Using a caliper I found that the gear has the outer diameter of 50mm, and a tooth is 1mm in height, so the reference diameter is 49mm; the gear has 140 teeth, and so the module (reference_diameter / n_of_teeth) is 0.35.

After this I used Solidworks to model a spur gear that could match it, and printed this

enter image description here

When I tried to check the mating, I found this

enter image description here

The teeth seems right, but they're too short and can't mate.

I used a caliper and counted the teeth to obtain the gear specs, and I think is kinda stupid as approach, but I could not think of something better to mate my gear.
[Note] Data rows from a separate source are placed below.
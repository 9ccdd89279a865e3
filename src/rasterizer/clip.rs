//! Sutherland-Hodgman clipping against the near plane
//!
//! Runs in view space, before projection. A vertex is inside when its
//! view-space z is at or beyond the near plane (`z <= near_z`, near_z < 0).
//! A triangle clips to 0, 3 or 4 vertices; quads are fanned from vertex 0.

use super::math::Vec4;

/// A vertex as seen by the clipper
///
/// The world-space position rides along so lighting can use it after
/// clipping.
#[derive(Debug, Clone, Copy, PartialEq)]
pub struct ClipVertex {
    pub view: Vec4,
    pub world: Vec4,
}

impl ClipVertex {
    pub fn new(view: Vec4, world: Vec4) -> Self {
        Self { view, world }
    }

    fn lerp(&self, other: &ClipVertex, t: f32) -> ClipVertex {
        ClipVertex {
            view: self.view.lerp(other.view, t),
            world: self.world.lerp(other.world, t),
        }
    }

    fn inside(&self, near_z: f32) -> bool {
        self.view.z <= near_z
    }
}

/// Point where the edge prev -> curr crosses `z = near_z`
fn intersect(prev: &ClipVertex, curr: &ClipVertex, near_z: f32) -> ClipVertex {
    let t = (near_z - prev.view.z) / (curr.view.z - prev.view.z);
    prev.lerp(curr, t)
}

/// Clip a triangle against the near plane
///
/// Appends the result to `out` as a flat list of triangles (each 3
/// consecutive entries is one triangle) and returns how many triangles were
/// added: 0 if fully clipped, 1 or 2 otherwise.
pub fn clip_near(tri: &[ClipVertex; 3], near_z: f32, out: &mut Vec<ClipVertex>) -> usize {
    let mut polygon: [ClipVertex; 4] = [tri[0]; 4];
    let mut count = 0;

    let mut prev = &tri[2];
    for curr in tri {
        let prev_in = prev.inside(near_z);
        if curr.inside(near_z) {
            if !prev_in {
                polygon[count] = intersect(prev, curr, near_z);
                count += 1;
            }
            polygon[count] = *curr;
            count += 1;
        } else if prev_in {
            polygon[count] = intersect(prev, curr, near_z);
            count += 1;
        }
        prev = curr;
    }

    match count {
        3 => {
            out.extend_from_slice(&polygon[..3]);
            1
        }
        4 => {
            out.extend_from_slice(&[polygon[0], polygon[1], polygon[2]]);
            out.extend_from_slice(&[polygon[0], polygon[2], polygon[3]]);
            2
        }
        _ => 0,
    }
}

#[cfg(test)]
mod tests {
    use super::*;

    const NEAR_Z: f32 = -0.1;

    fn cv(x: f32, y: f32, z: f32) -> ClipVertex {
        let p = Vec4::point(x, y, z);
        ClipVertex::new(p, p + Vec4::direction(10.0, 0.0, 0.0))
    }

    #[test]
    fn test_fully_inside_unchanged() {
        let tri = [cv(0.0, 0.0, -1.0), cv(1.0, 0.0, -2.0), cv(0.0, 1.0, -3.0)];
        let mut out = Vec::new();
        assert_eq!(clip_near(&tri, NEAR_Z, &mut out), 1);
        assert_eq!(out, tri.to_vec());
    }

    #[test]
    fn test_fully_behind_empty() {
        let tri = [cv(0.0, 0.0, 1.0), cv(1.0, 0.0, 0.0), cv(0.0, 1.0, -0.05)];
        let mut out = Vec::new();
        assert_eq!(clip_near(&tri, NEAR_Z, &mut out), 0);
        assert!(out.is_empty());
    }

    #[test]
    fn test_one_vertex_behind_gives_two_triangles() {
        let tri = [cv(-1.0, 0.0, -2.0), cv(1.0, 0.0, -2.0), cv(0.0, 1.0, 1.0)];
        let mut out = Vec::new();
        assert_eq!(clip_near(&tri, NEAR_Z, &mut out), 2);
        assert_eq!(out.len(), 6);

        let mut on_plane = 0;
        for v in &out {
            assert!(v.view.z <= NEAR_Z + 1e-5);
            if (v.view.z - NEAR_Z).abs() < 1e-5 {
                on_plane += 1;
                assert!((v.view.w - 1.0).abs() < 1e-6);
            }
        }
        // Two new vertices, each shared by the fan
        assert!(on_plane >= 2);
        // Fan shares vertex 0
        assert_eq!(out[0], out[3]);
    }

    #[test]
    fn test_two_vertices_behind_gives_one_triangle() {
        let tri = [cv(0.0, 0.0, -2.0), cv(1.0, 0.0, 1.0), cv(0.0, 1.0, 1.0)];
        let mut out = Vec::new();
        assert_eq!(clip_near(&tri, NEAR_Z, &mut out), 1);
        assert_eq!(out.len(), 3);
        let new_vertices: Vec<_> = out.iter().filter(|v| (v.view.z - NEAR_Z).abs() < 1e-5).collect();
        assert_eq!(new_vertices.len(), 2);
    }

    #[test]
    fn test_world_position_follows_view() {
        let tri = [cv(0.0, 0.0, -2.0), cv(1.0, 0.0, 1.0), cv(0.0, 1.0, 1.0)];
        let mut out = Vec::new();
        clip_near(&tri, NEAR_Z, &mut out);
        for v in &out {
            let offset = v.world - v.view;
            assert!((offset.x - 10.0).abs() < 1e-4);
            assert!(offset.y.abs() < 1e-5 && offset.z.abs() < 1e-5);
        }
    }

    #[test]
    fn test_appends_to_existing_output() {
        let tri = [cv(0.0, 0.0, -1.0), cv(1.0, 0.0, -1.0), cv(0.0, 1.0, -1.0)];
        let mut out = tri.to_vec();
        clip_near(&tri, NEAR_Z, &mut out);
        assert_eq!(out.len(), 6);
    }
}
Is there a better approach to this?

Then, the idea was to try and remove the gear (removing the screw) and replace it with a 3d printed gear, but it does not seems to work (and I think it could break the telescope mount). Did someone try to do it?

Searching online I found that (obviously) there are some tracking motors and another question came to my mind: how can they mate the gear? Is there some kind of standard? Does it mean that every telescope's mount has some kind of standard gear? If yes, where can I found them?

EDIT: That's the situation: on the right there is the spur gear that I'm trying to mate (or eventually remove, if possible) and in the center there is the worm gear that move the telescope on the RA

enter image description here

EDIT2: Here's the project of an involute gear with Solidworks. (I followed this tutorial) but as you can see, the teeth overlap.

enter image description here enter image description here

As a reminder, I have the following parameters

Pitch diameter (PD): 49mm (caliper measurement)
Number of teeth (Z): 140
Module (PD/Z): 0.35

Am I doing something wrong (or am I missing something)?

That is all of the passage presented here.